Deep Learning-Based Declouding of the Aurora Borealis
摘要
The aurora borealis/australis is generated by the interaction between the solar wind and the Earth’s geomagnetic field. Auroral observations provide clues on the mechanisms that transfer energy from the solar wind into the terrestrial environment. However, these auroral displays, which are captured by ground-based optical instruments, are usually in the polar or arctic regions. Weather can obscure the optical instruments from capturing the auroral displays, which limits the number of days good optical data can be recorded. Recent advances in artificial intelligence have provided frameworks that can eliminate clouds on satellite images, for example. This study builds on these developments to address the problem of cloud removal in ground-based camera recordings with the goal of preserving the integrity of the auroral data. We train a deep learning model based on the U-net architecture to learn to reconstruct the aurora borealis from ground-based videos. To manufacture training data, we generate synthetic clouds using Perlin noise.
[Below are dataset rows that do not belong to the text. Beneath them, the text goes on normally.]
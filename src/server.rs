use axum::routing::{delete, get, post};
use axum::Router;
use tower_http::cors::{Any, CorsLayer};
use tower_http::trace::TraceLayer;

use crate::routes;
use crate::state::AppState;

pub fn create_app(state: AppState) -> Router {
    let cors = CorsLayer::new()
        .allow_origin(Any)
        .allow_methods(Any)
        .allow_headers(Any);

    Router::new()
        .route("/health", get(routes::health::health_check))
        .route("/parse", post(routes::parse::parse))
        .route("/index", post(routes::index::index))
        .route("/search", post(routes::search::search))
        .route("/metadata/check", post(routes::metadata::check))
        .route("/metadata/update", post(routes::metadata::update))
        .route("/metadata/{index_id}", delete(routes::metadata::delete))
        .route(
            "/connectors",
            post(routes::connectors::create).get(routes::connectors::list),
        )
        .route("/connectors/types", get(routes::connectors::types))
        .route(
            "/connectors/{connector_id}/status",
            get(routes::connectors::status),
        )
        .route(
            "/connectors/{connector_id}/sync",
            post(routes::connectors::sync),
        )
        .route(
            "/connectors/{connector_id}",
            delete(routes::connectors::delete),
        )
        .route("/config", get(routes::config::get_config))
        .route(
            "/config/mark-reindexed",
            post(routes::config::mark_reindexed),
        )
        .layer(TraceLayer::new_for_http())
        .layer(cors)
        .with_state(state)
}
use anyhow::Result;
use std::net::SocketAddr;
use std::path::PathBuf;
use std::sync::Arc;
use tracing::{error, info};
use tracing_subscriber::prelude::*;

use docvault_engine::config::EngineConfig;
use docvault_engine::context::EngineContext;
use docvault_engine::server;
use docvault_engine::state::AppState;

#[tokio::main]
async fn main() -> Result<()> {
    let data_dir = std::env::var("DOCVAULT_DATA_DIR")
        .map(PathBuf::from)
        .unwrap_or_else(|_| EngineConfig::default().data_dir);
    let log_dir = data_dir.join("logs");
    std::fs::create_dir_all(&log_dir).ok();

    let file_appender = tracing_appender::rolling::daily(&log_dir, "docvault-engine.log");
    let (non_blocking_writer, _guard) = tracing_appender::non_blocking(file_appender);

    let env_filter = tracing_subscriber::EnvFilter::try_from_default_env()
        .unwrap_or_else(|_| "docvault_engine=info,tower_http=info".into());

    let stdout_layer = tracing_subscriber::fmt::layer()
        .with_target(true)
        .with_thread_ids(true)
        .with_file(true)
        .with_line_number(true)
        .compact();

    let file_layer = tracing_subscriber::fmt::layer()
        .with_target(true)
        .with_thread_ids(true)
        .with_file(true)
        .with_line_number(true)
        .with_ansi(false)
        .with_writer(non_blocking_writer)
        .compact();

    tracing_subscriber::registry()
        .with(env_filter)
        .with(stdout_layer)
        .with(file_layer)
        .init();

    let default_panic = std::panic::take_hook();
    std::panic::set_hook(Box::new(move |info| {
        let location = info
            .location()
            .map(|l| format!("{}:{}:{}", l.file(), l.line(), l.column()))
            .unwrap_or_default();
        let payload = if let Some(s) = info.payload().downcast_ref::<&str>() {
            s.to_string()
        } else if let Some(s) = info.payload().downcast_ref::<String>() {
            s.clone()
        } else {
            "unknown panic payload".to_string()
        };
        error!(target: "docvault_engine::panic", location = %location, payload = %payload, "PANIC: thread panicked");
        default_panic(info);
    }));

    let config_path = data_dir.join("engine_config.json");
    let mut config = EngineConfig::from_file(&config_path).unwrap_or_else(|e| {
        info!(error = %e, "no valid engine_config.json found, using defaults");
        let mut cfg = EngineConfig::default();
        cfg.data_dir = data_dir.clone();
        cfg
    });
    config.data_dir = data_dir.clone();
    if let Err(e) = config.validate() {
        error!(error = %e, "persisted config failed validation, falling back to defaults");
        config = EngineConfig::default();
        config.data_dir = data_dir.clone();
    }
    config.save(&config_path).ok();

    info!(
        data_dir = %config.data_dir.display(),
        embedding_model = %config.embedding.model_name,
        table_name = %config.table_name(),
        needs_reindex = config.needs_reindex(),
        "docvault-engine starting"
    );

    let ctx = Arc::new(EngineContext::new(config).await?);
    let state = AppState::new(ctx);
    let app = server::create_app(state.clone());

    let listen_addr = std::env::var("DOCVAULT_LISTEN_ADDR").unwrap_or_else(|_| "127.0.0.1:3002".to_string());
    let addr: SocketAddr = listen_addr.parse()?;
    let listener = tokio::net::TcpListener::bind(addr).await?;
    info!("docvault-engine listening on {}", addr);

    // Bind and start serving before restoring connector schedules, so
    // /health answers immediately even if a connector is slow to
    // re-authenticate.
    let sync_engine = state.sync_engine.clone();
    tokio::spawn(async move {
        sync_engine.start_all_schedules();
        info!("connector schedules restored");
    });

    axum::serve(listener, app)
        .with_graceful_shutdown(shutdown_signal())
        .await?;

    state.sync_engine.stop_all_schedules();
    info!("docvault-engine shutdown complete");
    Ok(())
}

async fn shutdown_signal() {
    let ctrl_c = async {
        tokio::signal::ctrl_c()
            .await
            .expect("failed to install Ctrl+C handler");
    };

    #[cfg(unix)]
    let terminate = async {
        tokio::signal::unix::signal(tokio::signal::unix::SignalKind::terminate())
            .expect("failed to install signal handler")
            .recv()
            .await;
    };

    #[cfg(not(unix))]
    let terminate = std::future::pending::<()>();

    tokio::select! {
        _ = ctrl_c => { info!("received Ctrl+C, initiating shutdown"); },
        _ = terminate => { info!("received terminate signal, initiating shutdown"); },
    }
}
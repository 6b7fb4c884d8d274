pub mod vector_store;

pub use vector_store::{ChunkRow, VectorStore};
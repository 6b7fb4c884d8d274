use axum::extract::{Path, State};
use axum::Json;
use serde::{Deserialize, Serialize};
use std::collections::HashMap;

use crate::metadata::{FileDescriptor, FileEntry};
use crate::routes::error::ApiResult;
use crate::state::AppState;

#[derive(Debug, Deserialize)]
pub struct CheckRequest {
    pub folder_path: String,
    pub all_files: Vec<FileDescriptorDto>,
}

#[derive(Debug, Deserialize)]
pub struct FileDescriptorDto {
    pub path: String,
}

#[derive(Debug, Serialize)]
pub struct CheckResponse {
    #[serde(rename = "needsIndex")]
    pub needs_index: Vec<String>,
    pub unchanged: Vec<String>,
    pub deleted: Vec<String>,
}

pub async fn check(
    State(state): State<AppState>,
    Json(req): Json<CheckRequest>,
) -> Json<CheckResponse> {
    state.ctx.metadata.find_or_create_index(&req.folder_path);

    let all_files: Vec<FileDescriptor> = req
        .all_files
        .into_iter()
        .map(|f| FileDescriptor { path: f.path })
        .collect();

    let (to_index, unchanged, deleted) = state
        .ctx
        .metadata
        .get_files_needing_index(&req.folder_path, &all_files);

    Json(CheckResponse {
        needs_index: to_index.into_iter().map(|f| f.path).collect(),
        unchanged: unchanged.into_iter().map(|f| f.path).collect(),
        deleted,
    })
}

#[derive(Debug, Deserialize)]
pub struct UpdateRequest {
    pub folder_path: String,
    pub files_metadata: HashMap<String, FileEntry>,
}

#[derive(Debug, Serialize)]
pub struct SuccessResponse {
    pub success: bool,
}

pub async fn update(
    State(state): State<AppState>,
    Json(req): Json<UpdateRequest>,
) -> Json<SuccessResponse> {
    state.ctx.metadata.find_or_create_index(&req.folder_path);
    state
        .ctx
        .metadata
        .update_index_metadata(&req.folder_path, req.files_metadata);
    Json(SuccessResponse { success: true })
}

pub async fn delete(
    State(state): State<AppState>,
    Path(index_id): Path<String>,
) -> ApiResult<Json<SuccessResponse>> {
    state.ctx.metadata.delete_index(&index_id);
    Ok(Json(SuccessResponse { success: true }))
}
Then, we combine an image with a clear sky with these synthetic clouds to generate a “cloudy” image. The synthetic clouds interlaced with an image frame of a clear sky appear similar to days with real clouds. The model is trained to remove the synthetic clouds. When given real cloudy data, the model effectively extracts auroral features from cloudy days: the filtered image on a real day features fewer clouds with a clearer and more prominent auroral structure when compared to the original image.